(CNN) Ford has some interesting ideas for what self-driving cars could do soon. In addition to freeing us from the boredom of commuting, the company envisions cars that could pick themselves up.
According to a document recently posted on the United States Patent and Trademark Office website, Ford said it was considering a system that would allow a car to leave you if you stop making your monthly automatic payments.
Don’t worry, though. The patent has not yet been approved. And Ford insists that’s just a thought.
“We have no plans to roll this out,” Ford said in a statement, noting that the company had been granted — not only applied for, but actually granted — 1,342 patents last year. That’s an average of 3.7 patents per day.
Companies apply for patents to protect ideas from use by others, whether or not they use the intellectual property themselves, explained patent attorney Michael Messinger, a partner in the Washington, DC office of Vorys company. These processes can take a long time, Messinger said, with a lot of back and forth.
But maybe some parts of Ford’s 14-page application, filled with ideas for getting people to pay, may be more patentable than others.
Before it got to the point where the car would simply drive away, delinquent payers would be subjected to a litany of trouble. First, harassing messages on owners’ smartphones and even on screens inside the car. These messages would require at least an acknowledgment or, even better, payment on the spot.
If the owner persists in ignoring these messages, the vehicle, in the words of Ford’s patent application, “will initiate the execution of a multi-step repossession process.”
The first step is to make the landlord pay through other means. Features such as air conditioning, cruise control or radio may stop working. (Some of this is already possible in many vehicles.)
If that doesn’t work, the vehicle could become proactively irritating. The stereo could be programmed to “emit an incessant, unpleasant sound whenever the owner is present in the vehicle,” according to the patent.
There would be only one way to turn off the noise, which of course would involve “…contacting the lending institution to settle the default”.
Otherwise, the car would render itself unusable by initially refusing to unlock its doors. This is where things really get complicated.
A borrower may need to drive to work in order to earn money to repay the loan. The car could be restricted to only allow it to be driven to work and, perhaps, to get groceries or drop the kids off at school. That’s it. And all the while, the driver won’t be able to listen to the stereo, might not have air conditioning, and might be subjected to that irritating, unstoppable noise.
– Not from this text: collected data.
//! Physical constants and fixed unit conventions.
//!
//! Base units:
//! - Concentration: mol/L (M)
//! - Potential: volt (V)
//! - Time: second (s)
//! - Distance: centimetre (cm)
//! - Conductivity: siemens per metre (S/m)
//! - Energy: reported in kilojoules (kJ)

/// Faraday's constant in coulombs per mole of electrons.
pub const FARADAY: f64 = 96485.0;
/// Decimal-log Nernst coefficient 2.303·RT/F at 298 K, in volts.
/// Fixed; no temperature correction is applied.
pub const NERNST_COEFFICIENT_298K: f64 = 0.0591;
/// Joules per kilojoule.
pub const JOULES_PER_KILOJOULE: f64 = 1000.0;

/// Display suffix for potentials.
pub const VOLT_SUFFIX: &str = " V";
/// Display suffix for energies.
pub const KILOJOULE_SUFFIX: &str = " kJ";

/// Convert joules to kilojoules.
pub fn joules_to_kilojoules(joules: f64) -> f64 {
    joules / JOULES_PER_KILOJOULE
}
use std::fmt;

use bcrypt::Version;
use rand::{Rng, distr::Alphanumeric};
use serde::{Deserialize, Serialize};

use crate::{
    domain::constants::{CREDENTIAL_LEN, HTPASSWD_COST},
    error::{ModelError, ModelResult},
};

/// Registry login generated once per run.
///
/// Serialized as the two-key YAML document `username` / `password` kept in the
/// local credential file. The registry itself only sees [`Credentials::htpasswd`].
#[derive(Clone, PartialEq, Eq, Serialize, Deserialize)]
pub struct Credentials {
    pub username: String,
    pub password: String,
}

impl Credentials {
    /// Fresh random credentials from the thread-local CSPRNG.
    pub fn generate() -> Self {
        Self {
            username: random_alphanumeric(CREDENTIAL_LEN),
            password: random_alphanumeric(CREDENTIAL_LEN),
        }
    }

    pub fn to_yaml(&self) -> ModelResult<String> {
        Ok(serde_yaml::to_string(self)?)
    }

    /// One htpasswd line, `<username>:<bcrypt $2y$ hash>`, newline terminated.
    ///
    /// The salt is random, so two calls never return the same line; use
    /// [`verify_htpasswd`] to check an entry.
    pub fn htpasswd(&self) -> ModelResult<String> {
        let hash = bcrypt::hash_with_result(&self.password, HTPASSWD_COST)?
            .format_for_version(Version::TwoY);
        Ok(format!("{}:{hash}\n", self.username))
    }

    pub fn from_yaml(raw: &str) -> ModelResult<Self> {
        let creds: Self = serde_yaml::from_str(raw)?;
        if creds.username.is_empty() || creds.password.is_empty() {
            return Err(ModelError::InvalidCredentials(
                "username and password must be non-empty".into(),
            ));
        }
        Ok(creds)
    }
}

impl fmt::Debug for Credentials {
    fn fmt(&self, f: &mut fmt::Formatter<'_>) -> fmt::Result {
        f.debug_struct("Credentials")
            .field("username", &self.username)
            .field("password", &"<redacted>")
            .finish()
    }
}

/// True when `entry` is an htpasswd line for exactly these credentials.
pub fn verify_htpasswd(entry: &str, creds: &Credentials) -> ModelResult<bool> {
    let Some((user, hash)) = entry.trim_end().split_once(':') else {
        return Ok(false);
    };
    if user != creds.username {
        return Ok(false);
    }
    Ok(bcrypt::verify(&creds.password, hash)?)
}

fn random_alphanumeric(len: usize) -> String {
    rand::rng()
        .sample_iter(&Alphanumeric)
        .take(len)
        .map(char::from)
        .collect()
}

#[cfg(test)]
mod tests {
    use super::*;

    #[test]
    fn generate_uses_fixed_length_alphanumerics() {
        let creds = Credentials::generate();
        assert_eq!(creds.username.len(), CREDENTIAL_LEN);
        assert_eq!(creds.password.len(), CREDENTIAL_LEN);
        assert!(creds.password.chars().all(|c| c.is_ascii_alphanumeric()));
    }

    #[test]
    fn generate_is_not_repeatable() {
        let a = Credentials::generate();
        let b = Credentials::generate();
        assert_ne!(a.password, b.password);
    }

    #[test]
    fn yaml_has_two_keys() {
        let creds = Credentials {
            username: "alice".into(),
            password: "secret".into(),
        };
        let yaml = creds.to_yaml().unwrap();
        assert!(yaml.contains("username: alice"));
        assert!(yaml.contains("password: secret"));
        assert_eq!(Credentials::from_yaml(&yaml).unwrap(), creds);
    }

    #[test]
    fn htpasswd_entry_is_bcrypt_for_the_user() {
        let creds = Credentials {
            username: "alice".into(),
            password: "secret".into(),
        };
        let line = creds.htpasswd().unwrap();
        assert!(line.starts_with("alice:$2y$10$"), "{line}");
        assert!(line.ends_with('\n'));
        assert!(!line.contains("secret"));

        assert!(verify_htpasswd(&line, &creds).unwrap());
        let other = Credentials {
            username: "alice".into(),
            password: "guess".into(),
        };
        assert!(!verify_htpasswd(&line, &other).unwrap());
        assert!(!verify_htpasswd("no-separator", &creds).unwrap());
    }

    #[test]
    fn from_yaml_rejects_empty_fields() {
        let err = Credentials::from_yaml("username: ''\npassword: x\n").unwrap_err();
        assert!(matches!(err, ModelError::InvalidCredentials(_)));
    }

    #[test]
    fn debug_redacts_password() {
        let creds = Credentials {
            username: "alice".into(),
            password: "hunter2".into(),
        };
        let dbg = format!("{creds:?}");
        assert!(dbg.contains("alice"));
        assert!(!dbg.contains("hunter2"));
    }
}
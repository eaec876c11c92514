use tracing::Subscriber;
use tracing_subscriber::{fmt, layer::SubscriberExt, util::SubscriberInitExt};

use crate::{
    config::LoggerConfig,
    error::{LoggerError, LoggerResult},
    timezone::Rfc3339Timer,
};

pub(crate) fn text(cfg: &LoggerConfig) -> LoggerResult<()> {
    let layer = fmt::layer()
        .with_writer(std::io::stderr)
        .with_ansi(cfg.should_use_color())
        .with_target(cfg.with_targets)
        .with_timer(Rfc3339Timer::new(cfg.tz));

    install(tracing_subscriber::registry().with(cfg.level.to_env_filter()).with(layer))
}

pub(crate) fn json(cfg: &LoggerConfig) -> LoggerResult<()> {
    let layer = fmt::layer()
        .json()
        .with_writer(std::io::stderr)
        .with_ansi(false)
        .with_target(cfg.with_targets)
        .with_current_span(true)
        .with_timer(Rfc3339Timer::new(cfg.tz));

    install(tracing_subscriber::registry().with(cfg.level.to_env_filter()).with(layer))
}

#[cfg(target_os = "linux")]
pub(crate) fn journald(cfg: &LoggerConfig) -> LoggerResult<()> {
    let layer = tracing_journald::layer()
        .map_err(|e| LoggerError::JournaldInitFailed(e.to_string()))?
        .with_syslog_identifier("ephreg".to_string());

    install(tracing_subscriber::registry().with(cfg.level.to_env_filter()).with(layer))
}

#[cfg(not(target_os = "linux"))]
pub(crate) fn journald(_cfg: &LoggerConfig) -> LoggerResult<()> {
    Err(LoggerError::JournaldNotSupported)
}

fn install<S>(subscriber: S) -> LoggerResult<()>
where
    S: Subscriber + Send + Sync + 'static,
{
    subscriber
        .try_init()
        .map_err(|_| LoggerError::AlreadyInitialized)
}
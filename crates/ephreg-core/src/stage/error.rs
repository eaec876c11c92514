use thiserror::Error;

use crate::{cluster::ClusterError, installer::InstallError, store::StoreError};

#[derive(Debug, Error)]
pub enum StageError {
    #[error("store: {0}")]
    Store(#[from] StoreError),

    #[error("cluster: {0}")]
    Cluster(#[from] ClusterError),

    #[error("creating {object} failed: {source}")]
    ResourceCreateFailed {
        object: String,
        #[source]
        source: ClusterError,
    },

    #[error("render failed: {0}")]
    Render(String),

    #[error("io error on {path}: {reason}")]
    Io { path: String, reason: String },

    #[error("install: {0}")]
    Install(#[from] InstallError),

    #[error("stage task aborted: {0}")]
    Aborted(String),
}

impl StageError {
    pub(crate) fn create_failed(object: impl Into<String>, source: ClusterError) -> Self {
        StageError::ResourceCreateFailed {
            object: object.into(),
            source,
        }
    }

    pub(crate) fn io(path: &std::path::Path, err: std::io::Error) -> Self {
        StageError::Io {
            path: path.display().to_string(),
            reason: err.to_string(),
        }
    }

    /// True when the stage stopped because its cancellation token fired.
    pub fn is_cancelled(&self) -> bool {
        matches!(
            self,
            StageError::Store(StoreError::Cancelled(_))
                | StageError::Install(InstallError::Cancelled(_))
        )
    }
}
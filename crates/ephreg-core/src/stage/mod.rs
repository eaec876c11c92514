//! Provisioning stages.
//!
//! Each stage creates its own cluster objects and publishes the values other
//! stages need through the [`ValueStore`](crate::store::ValueStore). Stages
//! name store keys, never each other, so they can be spawned together and
//! let the store order them.
mod error;
pub use error::StageError;

mod context;
pub use context::StageContext;

pub mod credentials;
pub mod deployment;
pub mod registry_config;
pub mod tls;

pub use credentials::CredentialStage;
pub use deployment::DeploymentStage;
pub use registry_config::RegistryConfigStage;
pub use tls::TlsStage;

use async_trait::async_trait;

/// One unit of concurrent provisioning work.
#[async_trait]
pub trait Stage: Send + Sync {
    /// Stage name used in logs, metrics and error reports.
    fn name(&self) -> &'static str;

    async fn run(&self, ctx: &StageContext) -> Result<(), StageError>;
}
use clap::Args;

use ephreg_core::{
    cluster::{ClusterObject, ensure_created},
    stage::credentials::{create_pull_secret, load_credentials},
};

use super::RunContext;

#[derive(Args, Debug)]
pub struct PullSecretArgs {
    /// Namespace whose workloads pull from the registry.
    #[arg(short, long)]
    pub namespace: String,
}

/// `ephreg pull-secret -n <namespace>`: copy the registry credentials into a
/// docker-config secret there. Teardown removes it by label.
pub async fn run(ctx: &RunContext, args: PullSecretArgs) -> anyhow::Result<()> {
    let cluster = ctx.cluster().await?;
    let creds = load_credentials(cluster.as_ref(), &ctx.names).await?;

    ensure_created(cluster.as_ref(), ClusterObject::namespace(&args.namespace)).await?;
    let key = create_pull_secret(cluster.as_ref(), &ctx.names, &creds, &args.namespace).await?;
    println!("{key}");
    Ok(())
}
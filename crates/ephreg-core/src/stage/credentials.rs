//! Registry credentials: generated once per run, kept locally and in a secret.
use std::{collections::BTreeMap, path::PathBuf};

use async_trait::async_trait;
use base64::{Engine, engine::general_purpose::STANDARD};
use ephreg_model::{
    Credentials, Labels, Mount, RunNames, SecretRef,
    constants::{CREDENTIALS_MOUNT_DIR, HTPASSWD_FILE, LABEL_PULL_SECRET, PULL_SECRET_NAME},
};
use k8s_openapi::{
    ByteString, api::core::v1::Secret, apimachinery::pkg::apis::meta::v1::ObjectMeta,
};
use serde_json::json;
use tracing::{debug, info, instrument};

use crate::{
    cluster::{ClusterClient, ClusterError, ClusterObject, ObjectKey, ObjectKind},
    fsutil,
    stage::{Stage, StageContext, StageError},
    store::keys::{CREDENTIALS_MOUNT, CREDENTIALS_SECRET},
};

const USERNAME_KEY: &str = "username";
const PASSWORD_KEY: &str = "password";

/// Generates credentials, persists them and publishes where they live.
///
/// Publishes [`CREDENTIALS_SECRET`] and [`CREDENTIALS_MOUNT`].
#[derive(Debug, Clone)]
pub struct CredentialStage {
    credentials_file: PathBuf,
}

impl CredentialStage {
    pub fn new(credentials_file: impl Into<PathBuf>) -> Self {
        Self {
            credentials_file: credentials_file.into(),
        }
    }
}

#[async_trait]
impl Stage for CredentialStage {
    fn name(&self) -> &'static str {
        "credentials"
    }

    #[instrument(level = "debug", skip_all, fields(stage = "credentials"))]
    async fn run(&self, ctx: &StageContext) -> Result<(), StageError> {
        let names = ctx.names();
        let generated = Credentials::generate();

        let secret = credentials_secret(names, &generated)?;
        let creds = match ctx.cluster().create(secret).await {
            Ok(_) => generated,
            // A secret left by an earlier run stays authoritative so the local
            // file keeps matching what the registry checks against.
            Err(ClusterError::AlreadyExists(_)) => {
                debug!("credential secret exists; adopting its contents");
                load_credentials(ctx.cluster().as_ref(), names).await?
            }
            Err(e) => return Err(StageError::create_failed(names.credentials_secret(), e)),
        };

        let yaml = creds
            .to_yaml()
            .map_err(|e| StageError::Render(e.to_string()))?;
        fsutil::write_private(&self.credentials_file, yaml.as_bytes())
            .await
            .map_err(|e| StageError::io(&self.credentials_file, e))?;

        CREDENTIALS_SECRET.set(ctx.store(), SecretRef::new(names.credentials_secret()))?;
        CREDENTIALS_MOUNT.set(ctx.store(), Mount::new(CREDENTIALS_MOUNT_DIR, HTPASSWD_FILE))?;

        info!(
            secret = names.credentials_secret(),
            file = %self.credentials_file.display(),
            "registry credentials ready"
        );
        Ok(())
    }
}

/// Plain `username` / `password` keys for clients, plus the bcrypt
/// [`HTPASSWD_FILE`] entry the registry authenticates against.
fn credentials_secret(names: &RunNames, creds: &Credentials) -> Result<ClusterObject, StageError> {
    let htpasswd = creds
        .htpasswd()
        .map_err(|e| StageError::Render(e.to_string()))?;

    let data = BTreeMap::from([
        (USERNAME_KEY.to_string(), ByteString(creds.username.clone().into_bytes())),
        (PASSWORD_KEY.to_string(), ByteString(creds.password.clone().into_bytes())),
        (HTPASSWD_FILE.to_string(), ByteString(htpasswd.into_bytes())),
    ]);

    Ok(ClusterObject::Secret(Secret {
        metadata: ObjectMeta {
            name: Some(names.credentials_secret().to_string()),
            namespace: Some(names.namespace().to_string()),
            labels: Some(Labels::managed().into_inner()),
            ..Default::default()
        },
        type_: Some("Opaque".to_string()),
        data: Some(data),
        ..Default::default()
    }))
}

/// Read the credentials stored in the run's credential secret.
pub async fn load_credentials(
    cluster: &dyn ClusterClient,
    names: &RunNames,
) -> Result<Credentials, StageError> {
    let key = ObjectKey::namespaced(
        ObjectKind::Secret,
        names.namespace(),
        names.credentials_secret(),
    );
    let obj = cluster.get(&key).await?;
    let data = obj
        .as_secret()
        .and_then(|s| s.data.as_ref())
        .ok_or_else(|| ClusterError::Invalid(format!("{key} has no data")))?;

    let field = |name: &str| -> Result<String, StageError> {
        let raw = data
            .get(name)
            .ok_or_else(|| ClusterError::Invalid(format!("{key} is missing '{name}'")))?;
        String::from_utf8(raw.0.clone())
            .map_err(|_| ClusterError::Invalid(format!("{key} field '{name}' is not utf-8")).into())
    };

    let creds = Credentials {
        username: field(USERNAME_KEY)?,
        password: field(PASSWORD_KEY)?,
    };
    if creds.username.is_empty() || creds.password.is_empty() {
        return Err(ClusterError::Invalid(format!("{key} holds empty credentials")).into());
    }
    Ok(creds)
}

/// Create a `kubernetes.io/dockerconfigjson` secret in `namespace` so its
/// workloads can pull from the registry.
///
/// The secret carries the pull-secret label teardown selects on. An existing
/// secret is kept.
pub async fn create_pull_secret(
    cluster: &dyn ClusterClient,
    names: &RunNames,
    creds: &Credentials,
    namespace: &str,
) -> Result<ObjectKey, StageError> {
    let host = names.registry_host();
    let auth = STANDARD.encode(format!("{}:{}", creds.username, creds.password));
    let docker_config = json!({
        "auths": {
            host.clone(): {
                "username": creds.username,
                "password": creds.password,
                "auth": auth,
            }
        }
    });
    let payload =
        serde_json::to_vec(&docker_config).map_err(|e| StageError::Render(e.to_string()))?;

    let mut labels = Labels::managed();
    labels.insert(LABEL_PULL_SECRET, "true");

    let secret = ClusterObject::Secret(Secret {
        metadata: ObjectMeta {
            name: Some(PULL_SECRET_NAME.to_string()),
            namespace: Some(namespace.to_string()),
            labels: Some(labels.into_inner()),
            ..Default::default()
        },
        type_: Some("kubernetes.io/dockerconfigjson".to_string()),
        data: Some(BTreeMap::from([(
            ".dockerconfigjson".to_string(),
            ByteString(payload),
        )])),
        ..Default::default()
    });

    let key = ObjectKey::namespaced(ObjectKind::Secret, namespace, PULL_SECRET_NAME);
    crate::cluster::ensure_created(cluster, secret)
        .await
        .map_err(|e| StageError::create_failed(key.to_string(), e))?;
    info!(secret = %key, registry = %host, "pull secret ready");
    Ok(key)
}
Then there is the question of what to do in a medical emergency. In a situation like this, according to Ford’s app, the car might be allowed to drive to the nearest emergency room or even coordinate with emergency medical personnel for an appointment at a place. The car would then revert to locking out its owner.
Only in the most extreme non-payment scenario would the car receive a live command to leave its owner. In this case, if the car isn’t able to fully steer itself in traffic, it could simply move to a location where it would be easy for a tow truck to pick it up, such as the edge of a street.
Sometimes, however, borrowers who are late with payments will take the initiative to lock their car in a garage or put it in a place where it’s impossible to just drive away. In the end, a good old-fashioned human being taking over the car may be the only answer.
So while Ford’s idea of a self-recovering car may never get a patent, some of the ideas included in the patent – a car that makes horrible noises if you don’t pay, for example, or that lets you drive to just one or two places — those might be patentable, Messinger said.
It might not have been your idea of the “car of the future”, but if you’re not paying, it might be.